Editor | March 1, 2026 | 6 min read

The Levenshtein algorithm computes the edit distance between two strings: the minimum number of single-character edits required to transform one string into the other.

Allowed operations are:

  • insertion
  • deletion
  • substitution

It is commonly used in spell checkers, fuzzy search, OCR cleanup, and typo-tolerant matching.

Core Idea

Levenshtein uses dynamic programming. Build a matrix where:

  • rows represent characters of string A
  • columns represent characters of string B
  • each cell stores the minimum edit cost up to that point

The final cell gives the distance.

Recurrence

For dp[i][j]:

  • if characters match, cost is dp[i - 1][j - 1]
  • otherwise take 1 + min(
    • dp[i - 1][j] (deletion),
    • dp[i][j - 1] (insertion),
    • dp[i - 1][j - 1] (substitution)
    • )
JavaScript Implementation
export function levenshteinDistance(a, b) {
  if (typeof a !== "string" || typeof b !== "string") {
    throw new TypeError("Inputs must be strings")
  }

  const rows = a.length + 1
  const cols = b.length + 1

  const dp = Array.from({ length: rows }, () => Array(cols).fill(0))
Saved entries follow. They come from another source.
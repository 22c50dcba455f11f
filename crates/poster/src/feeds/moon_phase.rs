//! New/full moon announcements, at most one per UTC day.

use async_trait::async_trait;
use dp_domain::config::MoonPhaseFeedConfig;
use dp_domain::error::Result;

use super::{skipped, CursorMirror, Feed, SkipReason, TickContext, TickOutcome};
use crate::gate::{calendar_day_key, eligible_hour, DayKeyFormat};
use crate::moon::moon_phase_today;

const NAME: &str = "moon_phase";

pub struct MoonPhaseFeed {
    enabled: bool,
    chat_id: String,
    start_hour: u32,
    posted: CursorMirror,
}

impl MoonPhaseFeed {
    /// An empty `chat_id` falls back to `fallback_chat_id`.
    pub fn from_config(cfg: &MoonPhaseFeedConfig, fallback_chat_id: &str, start_hour: u32) -> Self {
        let chat_id = if cfg.chat_id.is_empty() {
            fallback_chat_id
        } else {
            &cfg.chat_id
        };
        Self {
            enabled: cfg.enabled,
            chat_id: chat_id.to_owned(),
            start_hour,
            posted: CursorMirror::new(cfg.cursor_key.clone()),
        }
    }
}

#[async_trait]
impl Feed for MoonPhaseFeed {
    fn name(&self) -> &'static str {
        NAME
    }

    async fn tick(&mut self, ctx: &TickContext<'_>) -> Result<TickOutcome> {
        if !self.enabled || self.chat_id.is_empty() {
            return Ok(skipped(NAME, SkipReason::NotConfigured));
        }
        if !eligible_hour(ctx.now, self.start_hour) {
            return Ok(skipped(NAME, SkipReason::TooEarly));
        }

        let today = calendar_day_key(ctx.now, DayKeyFormat::YearMonthDay);
        if self.posted.load(ctx.store).await? == today {
            return Ok(skipped(NAME, SkipReason::AlreadyPostedToday));
        }

        let message = moon_phase_today(ctx.now);
        if let Some(text) = &message {
            ctx.sender.send(text, &self.chat_id).await?;
            tracing::info!(%today, "moon phase posted");
        }
        // Recorded on quiet days too, so the phase is computed once a day.
        self.posted.commit(NAME, ctx.store, &today).await?;

        Ok(match message {
            Some(text) => TickOutcome::Posted { titles: vec![text] },
            None => skipped(NAME, SkipReason::NothingToPost),
        })
    }
}

#[cfg(test)]
mod tests {
    use super::*;

    #[test]
    fn empty_chat_falls_back() {
        let feed = MoonPhaseFeed::from_config(&MoonPhaseFeedConfig::default(), "-100log", 4);
        assert_eq!(feed.chat_id, "-100log");

        let cfg = MoonPhaseFeedConfig {
            chat_id: "-100moon".into(),
            ..MoonPhaseFeedConfig::default()
        };
        let feed = MoonPhaseFeed::from_config(&cfg, "-100log", 4);
        assert_eq!(feed.chat_id, "-100moon");
    }
}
  for (let i = 0; i < rows; i += 1) dp[i][0] = i
  for (let j = 0; j < cols; j += 1) dp[0][j] = j

  for (let i = 1; i < rows; i += 1) {
    for (let j = 1; j < cols; j += 1) {
      const cost = a[i - 1] === b[j - 1] ? 0 : 1

      dp[i][j] = Math.min(
        dp[i - 1][j] + 1,
        dp[i][j - 1] + 1,
        dp[i - 1][j - 1] + cost
      )
    }
  }

  return dp[a.length][b.length]
}
Example
console.log(levenshteinDistance("kitten", "sitting")) // 3
console.log(levenshteinDistance("flaw", "lawn")) // 2
Similarity Score (Optional)

You can convert distance to a normalized similarity score:

function levenshteinSimilarity(a, b) {
  const distance = levenshteinDistance(a, b)
  const maxLen = Math.max(a.length, b.length)
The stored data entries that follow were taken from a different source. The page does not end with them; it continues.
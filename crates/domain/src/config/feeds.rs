use std::path::PathBuf;

use serde::{Deserialize, Serialize};

// ━━━━━━━━━━━━━━━━━━━━━━━━━━━━━━━━━━━━━━━━━━━━━━━━━━━━━━━━━━━━━━━━━━
// Feeds
// ━━━━━━━━━━━━━━━━━━━━━━━━━━━━━━━━━━━━━━━━━━━━━━━━━━━━━━━━━━━━━━━━━━

#[derive(Debug, Clone, Default, Serialize, Deserialize)]
pub struct FeedsConfig {
    #[serde(default)]
    pub moon_phase: MoonPhaseFeedConfig,
    #[serde(default)]
    pub book_of_days: BookOfDaysFeedConfig,
    #[serde(default)]
    pub lesson: LessonFeedConfig,
}

#[derive(Debug, Clone, Serialize, Deserialize)]
pub struct MoonPhaseFeedConfig {
    #[serde(default)]
    pub enabled: bool,
    /// Destination chat.  Empty falls back to `telegram.log_chat_id`.
    #[serde(default)]
    pub chat_id: String,
    #[serde(default = "d_moon_key")]
    pub cursor_key: String,
}

impl Default for MoonPhaseFeedConfig {
    fn default() -> Self {
        Self {
            enabled: false,
            chat_id: String::new(),
            cursor_key: d_moon_key(),
        }
    }
}

#[derive(Debug, Clone, Serialize, Deserialize)]
pub struct BookOfDaysFeedConfig {
    /// Corpus file.  The feed is disabled while this is unset.
    #[serde(default)]
    pub path: Option<PathBuf>,
    #[serde(default)]
    pub chat_id: String,
    /// Regex template; every literal `monthday` is replaced with today's
    /// date formatted as `January 2` before compiling.
    #[serde(default)]
    pub pattern_template: String,
    #[serde(default = "d_book_key")]
    pub cursor_key: String,
}

impl Default for BookOfDaysFeedConfig {
    fn default() -> Self {
        Self {
            path: None,
            chat_id: String::new(),
            pattern_template: String::new(),
            cursor_key: d_book_key(),
        }
    }
}

#[derive(Debug, Clone, Serialize, Deserialize)]
pub struct LessonFeedConfig {
    /// Corpus file.  The feed is disabled while this is unset.
    #[serde(default)]
    pub path: Option<PathBuf>,
    #[serde(default)]
    pub chat_id: String,
    /// Titles matching this pattern end the tick after they are posted.
    /// `None` ends the tick after every entry.
    #[serde(default = "d_terminal_pattern")]
    pub terminal_pattern: Option<String>,
    /// Title of the first lesson; the annual reset leaves this cursor alone.
    #[serde(default = "d_first_title")]
    pub first_title: String,
    #[serde(default = "d_epoch_month")]
    pub epoch_month: u32,
    #[serde(default = "d_epoch_day")]
    pub epoch_day: u32,
    #[serde(default = "d_max_len")]
    pub max_len: usize,
    #[serde(default = "d_lesson_key")]
    pub cursor_key: String,
}

impl Default for LessonFeedConfig {
    fn default() -> Self {
        Self {
            path: None,
            chat_id: String::new(),
            terminal_pattern: d_terminal_pattern(),
            first_title: d_first_title(),
            epoch_month: d_epoch_month(),
            epoch_day: d_epoch_day(),
            max_len: d_max_len(),
            cursor_key: d_lesson_key(),
        }
    }
}

// ── serde default helpers ───────────────────────────────────────────

fn d_moon_key() -> String {
    "MoonPhaseTodayLast".into()
}
fn d_book_key() -> String {
    "ABookOfDaysLast".into()
}
fn d_lesson_key() -> String {
    "ACourseInMiraclesWorkbookLast".into()
}
fn d_terminal_pattern() -> Option<String> {
    Some(r"^\* LESSON ".into())
}
fn d_first_title() -> String {
    "* LESSON 1 *".into()
}
fn d_epoch_month() -> u32 {
    3
}
fn d_epoch_day() -> u32 {
    1
}
fn d_max_len() -> usize {
    4000
}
  if (maxLen === 0) return 1

  return 1 - distance / maxLen
}

This returns a value between 0 and 1.

Practical Notes
  • Time complexity is O(m * n) for strings of length m and n.
  • Memory can be optimized to two rows if you only need the final distance.
  • For ranking many candidates, combine Levenshtein with indexing or prefix filters.
Final Take

Use Levenshtein when you need typo-tolerant matching and a clear edit-based measure of string difference. It is simple, interpretable, and effective in many real-world text pipelines.